Okay, although we’re never going to love a hotel covered in scaffolding, it has to be said that Hotel H15 Francuski is a great space with good rooms and very friendly and helpful staff. Superb value, really.
After breakfasting at Bakery Lajkonic on the most insanely over-sweet salt caramel croissant ever created, we buzzed (literally) our way out of Krakow and into the countryside. We are on a quest to find the Castles of the Eagle’s Nest!
A bit like the Romantic Road back in Bavaria, the Eagle’s Nest is a trail linking up all kinds of castles built at various times along the high limestone ridge that seems to guard Poland’s southern corner. They seem to come in three flavours: (1) sprawling ruin now a tourist attraction, (2) small castle transformed into a hotel, (3) tiny crumbling ruin in the woods too ruinous for anyone to try and make money out of.
Here’s a quick rundown of today’s castles:
- Hotel Castle – more properly Korzkiew Castle, this is most definitely now a boutique hotel a few miles from Krakow. Nothing to see beyond snapping a photo, but would stay here.
- Overpriced Castle – also called Ojcow Castle; you pay a few quid and then find that once you’ve walked through the (admittedly pretty) gatehouse there’s just an open space that used to be a fortified bailey and a single tower you can’t go in. Doesn’t help that you have to pay for parking too!
- Renaissance Castle – Pieskowa Skala is definitely a tourist attraction, but from a distance it has clearly been restored to within an inch of its life and we suspected rooms full of stuffy gilt furnishings so we gave it a miss.

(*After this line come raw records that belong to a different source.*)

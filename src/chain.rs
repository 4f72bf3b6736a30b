use serde::{Deserialize, Serialize};

use crate::nlmsg::{NfNetlinkAttribute, NfNetlinkObject};
use crate::sys::{
    NFTA_CHAIN_HOOK, NFTA_CHAIN_NAME, NFTA_CHAIN_POLICY, NFTA_CHAIN_TABLE, NFTA_CHAIN_TYPE,
    NFTA_HOOK_HOOKNUM, NFTA_HOOK_PRIORITY, NFT_MSG_DELCHAIN, NFT_MSG_NEWCHAIN, NF_ACCEPT, NF_DROP,
    NF_INET_FORWARD, NF_INET_LOCAL_IN, NF_INET_LOCAL_OUT, NF_INET_POST_ROUTING,
    NF_INET_PRE_ROUTING,
};
use crate::{create_wrapper_type, ProtocolFamily, Table};

pub type ChainPriority = i32;

/// Priority of the `filter` hooks, `NF_IP_PRI_FILTER`.
pub const FILTER_PRIORITY: ChainPriority = 0;

/// The netfilter event hooks a chain can register for.
#[derive(Debug, Copy, Clone, Eq, PartialEq, PartialOrd, Ord, Hash, Serialize, Deserialize)]
#[repr(u32)]
pub enum HookClass {
    /// Hook into the pre-routing stage of netfilter. Corresponds to `NF_INET_PRE_ROUTING`.
    PreRouting = NF_INET_PRE_ROUTING,
    /// Hook into the input stage of netfilter. Corresponds to `NF_INET_LOCAL_IN`.
    In = NF_INET_LOCAL_IN,
    /// Hook into the forward stage of netfilter. Corresponds to `NF_INET_FORWARD`.
    Forward = NF_INET_FORWARD,
    /// Hook into the output stage of netfilter. Corresponds to `NF_INET_LOCAL_OUT`.
    Out = NF_INET_LOCAL_OUT,
    /// Hook into the post-routing stage of netfilter. Corresponds to `NF_INET_POST_ROUTING`.
    PostRouting = NF_INET_POST_ROUTING,
}

create_wrapper_type!(
    nested : Hook,
    [
        (get_class, set_class, with_class, NFTA_HOOK_HOOKNUM, class, u32),
        (get_priority, set_priority, with_priority, NFTA_HOOK_PRIORITY, priority, u32),
    ]
);

impl Hook {
    pub fn new(class: HookClass, priority: ChainPriority) -> Self {
        Hook::default()
            .with_class(class as u32)
            .with_priority(priority as u32)
    }
}

/// A chain policy. Decides what to do with a packet that was processed by the chain but did not
/// match any rules.
#[derive(Debug, Copy, Clone, Eq, PartialEq, PartialOrd, Ord, Hash, Serialize, Deserialize)]
#[repr(i32)]
pub enum ChainPolicy {
    /// Accept the packet.
    Accept = NF_ACCEPT,
    /// Drop the packet.
    Drop = NF_DROP,
}

impl NfNetlinkAttribute for ChainPolicy {
    fn get_size(&self) -> usize {
        (*self as i32).get_size()
    }

    fn write_payload(&self, buf: &mut [u8]) {
        (*self as i32).write_payload(buf);
    }
}

/// Base chain type.
#[derive(Debug, Copy, Clone, Eq, PartialEq, Hash, Serialize, Deserialize)]
pub enum ChainType {
    /// Used to filter packets.
    /// Supported protocols: ip, ip6, inet, arp, and bridge tables.
    Filter,
    /// Used to reroute packets if IP headers or packet marks are modified.
    /// Supported protocols: ip, and ip6 tables.
    Route,
    /// Used to perform NAT.
    /// Supported protocols: ip, and ip6 tables.
    Nat,
}

impl ChainType {
    fn as_str(&self) -> &'static str {
        match *self {
            ChainType::Filter => "filter",
            ChainType::Route => "route",
            ChainType::Nat => "nat",
        }
    }
}

impl NfNetlinkAttribute for ChainType {
    fn get_size(&self) -> usize {
        self.as_str().len() + 1
    }

    fn write_payload(&self, buf: &mut [u8]) {
        self.as_str().to_string().write_payload(buf);
    }
}

create_wrapper_type!(
    /// Abstraction of a `nftnl_chain`. Chains reside inside [`Table`]s and they hold [`Rule`]s.
    ///
    /// A chain with a [`Hook`] is a "base chain": netfilter feeds it packets directly, and its
    /// policy decides the fate of the packets no rule matched.
    ///
    /// [`Rule`]: crate::Rule
    object : Chain,
    [
        (get_table, set_table, with_table, NFTA_CHAIN_TABLE, table, String),
        (get_name, set_name, with_name, NFTA_CHAIN_NAME, name, String),
        (get_hook, set_hook, with_hook, NFTA_CHAIN_HOOK, hook, Hook),
        (get_policy, set_policy, with_policy, NFTA_CHAIN_POLICY, policy, ChainPolicy),
        (get_type, set_type, with_type, NFTA_CHAIN_TYPE, chain_type, ChainType),
    ]
);

impl Chain {
    /// Creates a new chain instance inside the given [`Table`].
    pub fn new(table: &Table) -> Chain {
        let mut chain = Chain::default().with_family(table.get_family());

        if let Some(table_name) = table.get_name() {
            chain.set_table(table_name.as_str());
        }

        chain
    }

    /// A filter base chain registered on `class` at the filter priority, with the given policy.
    pub fn new_base(table: &Table, name: &str, class: HookClass, policy: ChainPolicy) -> Chain {
        Chain::new(table)
            .with_name(name)
            .with_hook(Hook::new(class, FILTER_PRIORITY))
            .with_type(ChainType::Filter)
            .with_policy(policy)
    }
}

impl NfNetlinkObject for Chain {
    const MSG_TYPE_ADD: u16 = NFT_MSG_NEWCHAIN;
    const MSG_TYPE_DEL: u16 = NFT_MSG_DELCHAIN;

    fn get_family(&self) -> ProtocolFamily {
        self.family
    }
}
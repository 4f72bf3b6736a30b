use crate::nlmsg::NfNetlinkObject;
use crate::sys::{NFTA_TABLE_FLAGS, NFTA_TABLE_NAME, NFT_MSG_DELTABLE, NFT_MSG_NEWTABLE};
use crate::{create_wrapper_type, ProtocolFamily};

create_wrapper_type!(
    /// Abstraction of a `nftnl_table`, the top level container in netfilter. A table has a
    /// protocol family and contains [`Chain`]s that in turn hold the rules.
    ///
    /// A table with no name and the `Unspec` family, sent with [`MsgType::Del`], deletes every
    /// table of the host (this is what `nft flush ruleset` does).
    ///
    /// [`Chain`]: crate::Chain
    /// [`MsgType::Del`]: crate::MsgType::Del
    object : Table,
    [
        (get_name, set_name, with_name, NFTA_TABLE_NAME, name, String),
        (get_flags, set_flags, with_flags, NFTA_TABLE_FLAGS, flags, u32),
    ]
);

impl Table {
    /// Creates a new table instance with the given protocol family. Name it with
    /// [`with_name`](Table::with_name).
    pub fn new(family: ProtocolFamily) -> Table {
        Table::default().with_family(family)
    }

    /// The object that wipes out the whole ruleset once deleted.
    pub fn whole_ruleset() -> Table {
        Table::new(ProtocolFamily::Unspec)
    }
}

impl NfNetlinkObject for Table {
    const MSG_TYPE_ADD: u16 = NFT_MSG_NEWTABLE;
    const MSG_TYPE_DEL: u16 = NFT_MSG_DELTABLE;

    fn get_family(&self) -> ProtocolFamily {
        self.family
    }
}
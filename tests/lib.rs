#![allow(dead_code)]
use std::collections::HashMap;

use ipnetwork::Ipv4Network;
use nix::errno::Errno;

use killswitch::{
    Chain, Link, QueryError, RouteError, RouteTransport, Rule, RulesetTransport, Table,
};

/// Everything a [`RecordingTransport`] saw, in staging order.
#[derive(Debug, Clone, PartialEq, Eq)]
pub enum Staged {
    FlushRuleset,
    Table(Table),
    Chain(Chain),
    Rule(Rule),
}

#[derive(Debug, Default)]
pub struct RecordingTransport {
    pub staged: Vec<Staged>,
    pub committed: Vec<Vec<Staged>>,
}

impl RecordingTransport {
    pub fn applied_rules(&self) -> Vec<&Rule> {
        self.committed
            .iter()
            .flatten()
            .filter_map(|s| match s {
                Staged::Rule(rule) => Some(rule),
                _ => None,
            })
            .collect()
    }
}

impl RulesetTransport for RecordingTransport {
    fn flush_ruleset(&mut self) {
        self.staged.push(Staged::FlushRuleset);
    }

    fn add_table(&mut self, table: &Table) {
        self.staged.push(Staged::Table(table.clone()));
    }

    fn add_chain(&mut self, chain: &Chain) {
        self.staged.push(Staged::Chain(chain.clone()));
    }

    fn add_rule(&mut self, rule: &Rule) {
        self.staged.push(Staged::Rule(rule.clone()));
    }

    fn commit(&mut self) -> Result<(), QueryError> {
        let batch = std::mem::take(&mut self.staged);
        self.committed.push(batch);
        Ok(())
    }
}

#[derive(Debug, Default)]
pub struct FakeRoutes {
    pub links: HashMap<String, u32>,
    pub routes: Vec<(Link, Ipv4Network)>,
}

impl FakeRoutes {
    pub fn with_links(names: &[&str]) -> Self {
        FakeRoutes {
            links: names
                .iter()
                .enumerate()
                .map(|(i, name)| (name.to_string(), i as u32 + 1))
                .collect(),
            ..Default::default()
        }
    }
}

impl RouteTransport for FakeRoutes {
    fn resolve_link(&mut self, name: &str) -> Result<Link, RouteError> {
        let index = *self.links.get(name).ok_or_else(|| RouteError::LinkNotFound {
            name: name.to_string(),
            source: Errno::ENODEV,
        })?;
        Ok(Link {
            name: name.to_string(),
            index,
        })
    }

    fn add_route(&mut self, link: &Link, destination: Ipv4Network) -> Result<(), RouteError> {
        if self.routes.iter().any(|(_, dst)| *dst == destination) {
            return Err(RouteError::AlreadyExists);
        }
        self.routes.push((link.clone(), destination));
        Ok(())
    }
}

/// Variables as `bring_up` reads them from the environment.
pub fn env_from(vars: &[(&str, &str)]) -> impl Fn(&str) -> Option<String> {
    let vars: HashMap<String, String> = vars
        .iter()
        .map(|(k, v)| (k.to_string(), v.to_string()))
        .collect();
    move |name| vars.get(name).cloned()
}
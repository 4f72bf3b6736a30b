use std::mem::size_of;

use crate::error::DecodeError;
use crate::nlmsg::NfNetlinkAttribute;
use crate::sys::{
    nlmsghdr, NFNETLINK_V0, NFNL_MSG_BATCH_BEGIN, NFNL_MSG_BATCH_END, NFNL_SUBSYS_NFTABLES,
    NLA_F_NESTED, NLMSG_ALIGNTO, NLMSG_DONE, NLMSG_ERROR, NLMSG_MIN_TYPE, NLMSG_NOOP,
    NLM_F_DUMP_INTR,
};

/// The largest nf_tables netlink message is a bit larger than 64 KBytes, as the netlink
/// attribute length (nla_len) is 16 bits.
pub fn nft_nlmsg_maxsize() -> u32 {
    u32::from(std::u16::MAX) + unsafe { libc::sysconf(libc::_SC_PAGESIZE) } as u32
}

#[inline]
pub const fn pad_netlink_object_with_variable_size(size: usize) -> usize {
    // align on a 4 bytes boundary
    (size + (NLMSG_ALIGNTO - 1)) & !(NLMSG_ALIGNTO - 1)
}

#[inline]
pub const fn pad_netlink_object<T>() -> usize {
    let size = size_of::<T>();
    pad_netlink_object_with_variable_size(size)
}

/// Size of a `struct nlattr` header (nla_len + nla_type).
pub const NLATTR_HEADER_SIZE: usize = 4;

/// The nfnetlink header that follows every `nlmsghdr` of the nf_tables subsystem.
#[derive(Debug, Clone, Copy, PartialEq, Eq)]
pub struct Nfgenmsg {
    pub family: u8,
    pub version: u8,
    /// Resource id, in host byte order (it is big-endian on the wire).
    pub res_id: u16,
}

impl Nfgenmsg {
    pub const SIZE: usize = 4;

    pub fn write(&self, buf: &mut [u8]) {
        buf[0] = self.family;
        buf[1] = self.version;
        buf[2..4].copy_from_slice(&self.res_id.to_be_bytes());
    }

    pub fn read(buf: &[u8]) -> Result<Self, DecodeError> {
        if buf.len() < Self::SIZE {
            return Err(DecodeError::BufTooSmall);
        }
        Ok(Nfgenmsg {
            family: buf[0],
            version: buf[1],
            res_id: u16::from_be_bytes([buf[2], buf[3]]),
        })
    }
}

pub fn get_subsystem_from_nlmsghdr_type(x: u16) -> u8 {
    ((x & 0xff00) >> 8) as u8
}

pub fn get_operation_from_nlmsghdr_type(x: u16) -> u8 {
    (x & 0x00ff) as u8
}

/// Number of bytes an attribute takes once written, header and padding included.
pub fn attribute_size<T: NfNetlinkAttribute>(obj: &T) -> usize {
    NLATTR_HEADER_SIZE + pad_netlink_object_with_variable_size(obj.get_size())
}

/// Write the attribute, preceded by its `nlattr` header, at the start of `buf`. `buf` must be
/// zeroed and hold at least `attribute_size(obj)` bytes. Returns the number of bytes consumed.
// rewrite of `mnl_attr_put`
pub fn write_attribute<T: NfNetlinkAttribute>(ty: u16, obj: &T, buf: &mut [u8]) -> usize {
    let size = obj.get_size();
    let nla_type = if obj.is_nested() { ty | NLA_F_NESTED } else { ty };

    // nla_len contains the header size + the unpadded attribute length
    buf[0..2].copy_from_slice(&((NLATTR_HEADER_SIZE + size) as u16).to_ne_bytes());
    buf[2..4].copy_from_slice(&nla_type.to_ne_bytes());
    obj.write_payload(&mut buf[NLATTR_HEADER_SIZE..NLATTR_HEADER_SIZE + size]);

    attribute_size(obj)
}

pub fn get_nlmsghdr(buf: &[u8]) -> Result<nlmsghdr, DecodeError> {
    let size_of_hdr = size_of::<nlmsghdr>();

    if buf.len() < size_of_hdr {
        return Err(DecodeError::BufTooSmall);
    }

    let u32_at =
        |pos: usize| u32::from_ne_bytes([buf[pos], buf[pos + 1], buf[pos + 2], buf[pos + 3]]);
    let u16_at = |pos: usize| u16::from_ne_bytes([buf[pos], buf[pos + 1]]);
    let nlmsghdr = nlmsghdr {
        nlmsg_len: u32_at(0),
        nlmsg_type: u16_at(4),
        nlmsg_flags: u16_at(6),
        nlmsg_seq: u32_at(8),
        nlmsg_pid: u32_at(12),
    };

    if nlmsghdr.nlmsg_len as usize > buf.len() || (nlmsghdr.nlmsg_len as usize) < size_of_hdr {
        return Err(DecodeError::NlMsgTooSmall);
    }

    if nlmsghdr.nlmsg_flags & NLM_F_DUMP_INTR != 0 {
        return Err(DecodeError::ConcurrentGenerationUpdate);
    }

    Ok(nlmsghdr)
}

#[derive(Debug)]
pub enum NlMsg<'a> {
    Done,
    Noop,
    /// An acknowledgement (errno 0) or an error. The errno is always positive.
    Error(i32),
    NfGenMsg(Nfgenmsg, &'a [u8]),
}

pub fn parse_nlmsg(buf: &[u8]) -> Result<(nlmsghdr, NlMsg<'_>), DecodeError> {
    // in theory the message is composed of the following parts:
    // - nlmsghdr (contains the message size and type)
    // - struct nlmsgerr OR nfgenmsg (nftables header that describes the message family)
    // - the raw value that we want to validate (if the previous part is nfgenmsg)
    let hdr = get_nlmsghdr(buf)?;

    let size_of_hdr = pad_netlink_object::<nlmsghdr>();

    if hdr.nlmsg_type < NLMSG_MIN_TYPE {
        match hdr.nlmsg_type {
            NLMSG_NOOP => return Ok((hdr, NlMsg::Noop)),
            NLMSG_ERROR => {
                if (hdr.nlmsg_len as usize) < size_of_hdr + size_of::<i32>() {
                    return Err(DecodeError::NlMsgTooSmall);
                }
                let raw = &buf[size_of_hdr..size_of_hdr + size_of::<i32>()];
                let error = i32::from_ne_bytes([raw[0], raw[1], raw[2], raw[3]]);
                // some APIs return negative values, while other return positive values
                return Ok((hdr, NlMsg::Error(error.abs())));
            }
            NLMSG_DONE => return Ok((hdr, NlMsg::Done)),
            x => return Err(DecodeError::UnsupportedType(x)),
        }
    }

    // batch messages are not specific to the nftables subsystem
    if hdr.nlmsg_type != NFNL_MSG_BATCH_BEGIN && hdr.nlmsg_type != NFNL_MSG_BATCH_END {
        // verify that we are decoding nftables messages
        let subsys = get_subsystem_from_nlmsghdr_type(hdr.nlmsg_type);
        if subsys != NFNL_SUBSYS_NFTABLES as u8 {
            return Err(DecodeError::InvalidSubsystem(subsys));
        }
    }

    if (hdr.nlmsg_len as usize) < size_of_hdr + Nfgenmsg::SIZE {
        return Err(DecodeError::NlMsgTooSmall);
    }

    let nfgenmsg = Nfgenmsg::read(&buf[size_of_hdr..size_of_hdr + Nfgenmsg::SIZE])?;

    if nfgenmsg.version != NFNETLINK_V0 {
        return Err(DecodeError::InvalidVersion(nfgenmsg.version));
    }

    let raw_value = &buf[size_of_hdr + Nfgenmsg::SIZE..hdr.nlmsg_len as usize];

    Ok((hdr, NlMsg::NfGenMsg(nfgenmsg, raw_value)))
}

impl NfNetlinkAttribute for u8 {
    fn write_payload(&self, buf: &mut [u8]) {
        buf[0] = *self;
    }
}

impl NfNetlinkAttribute for u16 {
    fn write_payload(&self, buf: &mut [u8]) {
        buf.copy_from_slice(&self.to_be_bytes());
    }
}

impl NfNetlinkAttribute for i32 {
    fn write_payload(&self, buf: &mut [u8]) {
        buf.copy_from_slice(&self.to_be_bytes());
    }
}

impl NfNetlinkAttribute for u32 {
    fn write_payload(&self, buf: &mut [u8]) {
        buf.copy_from_slice(&self.to_be_bytes());
    }
}

impl NfNetlinkAttribute for u64 {
    fn write_payload(&self, buf: &mut [u8]) {
        buf.copy_from_slice(&self.to_be_bytes());
    }
}

// strings are written NUL-terminated, like `mnl_attr_put_strz`
impl NfNetlinkAttribute for String {
    fn get_size(&self) -> usize {
        self.len() + 1
    }

    fn write_payload(&self, buf: &mut [u8]) {
        buf[..self.len()].copy_from_slice(self.as_bytes());
        buf[self.len()] = 0;
    }
}

impl NfNetlinkAttribute for Vec<u8> {
    fn get_size(&self) -> usize {
        self.len()
    }

    fn write_payload(&self, buf: &mut [u8]) {
        buf.copy_from_slice(self);
    }
}
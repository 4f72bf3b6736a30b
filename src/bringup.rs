use serde::{Deserialize, Serialize};
use thiserror::Error;

use crate::config::{ConfigError, GatewayConfig};
use crate::error::BuilderError;
use crate::expr::{ConnTrackState, VerdictKind};
use crate::firewall::{ChainSelector, Firewall, FirewallError};
use crate::route::{RouteError, RouteManager, RouteTransport};
use crate::rule_builder::L4Proto;
use crate::transport::RulesetTransport;

pub const LOOPBACK_IFACE_NAME: &str = "lo";

#[derive(Error, Debug)]
pub enum BringUpError {
    #[error("Invalid configuration")]
    Config(#[from] ConfigError),

    #[error("Unable to add the gateway route")]
    Route(#[from] RouteError),

    #[error("Unable to set up the firewall")]
    Firewall(#[from] FirewallError),

    #[error("Unable to build a blackhole rule")]
    Rule(#[from] BuilderError),
}

/// The allow rules added to the blackhole ruleset on top of the loopback one. None of them is
/// enabled by default.
#[derive(Debug, Clone, Copy, PartialEq, Eq, Default, Serialize, Deserialize)]
#[serde(default)]
pub struct BlackholePolicy {
    /// Let everything out through the tunnel interface.
    pub allow_tunnel: bool,
    /// Let the UDP handshake out to the gateway through the egress interface.
    pub allow_handshake: bool,
    /// Let in the packets of established and related connections.
    pub allow_established: bool,
}

/// Fills `firewall` with the blackhole ruleset and applies it: everything is dropped except the
/// traffic sent to the loopback interface, and whatever `policy` additionally allows.
pub fn configure_blackhole<T: RulesetTransport>(
    firewall: &mut Firewall<T>,
    policy: &BlackholePolicy,
    gateway: &GatewayConfig,
) -> Result<(), BringUpError> {
    let loopback = firewall
        .new_rule_builder(ChainSelector::Output)
        .match_oif_name(LOOPBACK_IFACE_NAME)
        .verdict(VerdictKind::Accept)
        .build()?;
    firewall.add_rule(loopback);

    if policy.allow_tunnel {
        let tunnel = firewall
            .new_rule_builder(ChainSelector::Output)
            .match_oif_name(firewall.tun_iface_name())
            .verdict(VerdictKind::Accept)
            .build()?;
        firewall.add_rule(tunnel);
    }

    if policy.allow_handshake {
        let handshake = firewall
            .new_rule_builder(ChainSelector::Output)
            .match_oif_name(gateway.egress_iface.as_str())
            .match_l4proto(L4Proto::UDP)
            .match_destination_ip(gateway.ip())
            .match_udp_dest_port(gateway.port())
            .verdict(VerdictKind::Accept)
            .build()?;
        firewall.add_rule(handshake);
    }

    if policy.allow_established {
        let established = firewall
            .new_rule_builder(ChainSelector::Input)
            .ct_state_in(ConnTrackState::ESTABLISHED | ConnTrackState::RELATED)
            .verdict(VerdictKind::Accept)
            .build()?;
        firewall.add_rule(established);
    }

    firewall.flush()?;
    Ok(())
}

/// The whole bring-up: reads the gateway configuration through `lookup`, connects to the routing
/// table with `make_routes` and routes the gateway through the egress interface, then creates the
/// firewall with `make_firewall` and applies the blackhole ruleset.
///
/// Each step only runs once the previous one succeeded: an incomplete configuration opens no
/// socket and changes nothing, and a missing egress interface leaves the packet filter untouched.
pub fn bring_up<L, R, T, FR, FF>(
    lookup: L,
    make_routes: FR,
    policy: &BlackholePolicy,
    make_firewall: FF,
) -> Result<(RouteManager<R>, Firewall<T>), BringUpError>
where
    L: Fn(&str) -> Option<String>,
    R: RouteTransport,
    T: RulesetTransport,
    FR: FnOnce() -> Result<RouteManager<R>, RouteError>,
    FF: FnOnce() -> Result<Firewall<T>, FirewallError>,
{
    let gateway = GatewayConfig::from_lookup(lookup)?;

    let mut routes = make_routes()?;
    info!(
        "Routing gateway {} through {}",
        gateway.addr, gateway.egress_iface
    );
    routes.add_host_route(&gateway.egress_iface, gateway.ip())?;

    let mut firewall = make_firewall()?;
    configure_blackhole(&mut firewall, policy, &gateway)?;
    info!("Blackhole ruleset applied");
    Ok((routes, firewall))
}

- Gantry Castle – actually called Rabsztyn Castle, this is the first of the big sprawling ones and more fun to explore. Just a bit frustrating (for a photographer) that they use modern plate glass and lots of metal staircases and walkways. Kinda kills the medieval vibe.
- Trench Castle – Bydlin Castle is just a few ruinous walls still standing at the top of a wooded hill, but uniquely this hill still has a system of World War I trenches dug into it, part of the lesser known Eastern Front where the geopolitics at play was more complicated than simply “stop the Kaiser!”
- Crumble Castle – was a very tiny ruin perched on a crag of limestone and lost in the forest; officially Ryczowie Castle, we tried clambering around it in search of more remains but nope. That said, I do like even a tiny lost ruin in the woods!
- Witcher Castle – the big one, Ogrodzieniec Castle is a full-on tourist attraction. Soooo much tourist crap washing around the foot of the castle hill like detritus washed up against a rock: a toboggan ride, a ghost house, a miniature world, any number of snack stands and bars. Magically all vanished when this castle stars in the final episode of The Witcher (series 1). I have to say, it is an awesome castle, and our last one for the day. On the way out we bought a bottle of gooseberry soda, which I’ve never seen before and love.
It was getting late by now, so we zoomed to CzÄ™stochowa and our apartment. From the outside it looks like a block from the Communist era, surrounded by dozens of other blocks, but inside it’s actually a modern and fantastically well-equipped apartment for the price (wish we were staying a couple more nights) and around the corner there are restaurants and cafes and ice cream parlours. Tonight, since we’ve been on “typical local cuisine” for the whole trip and we’re now in a distinctly unhistoric modern city neighbourhood, we had pizza.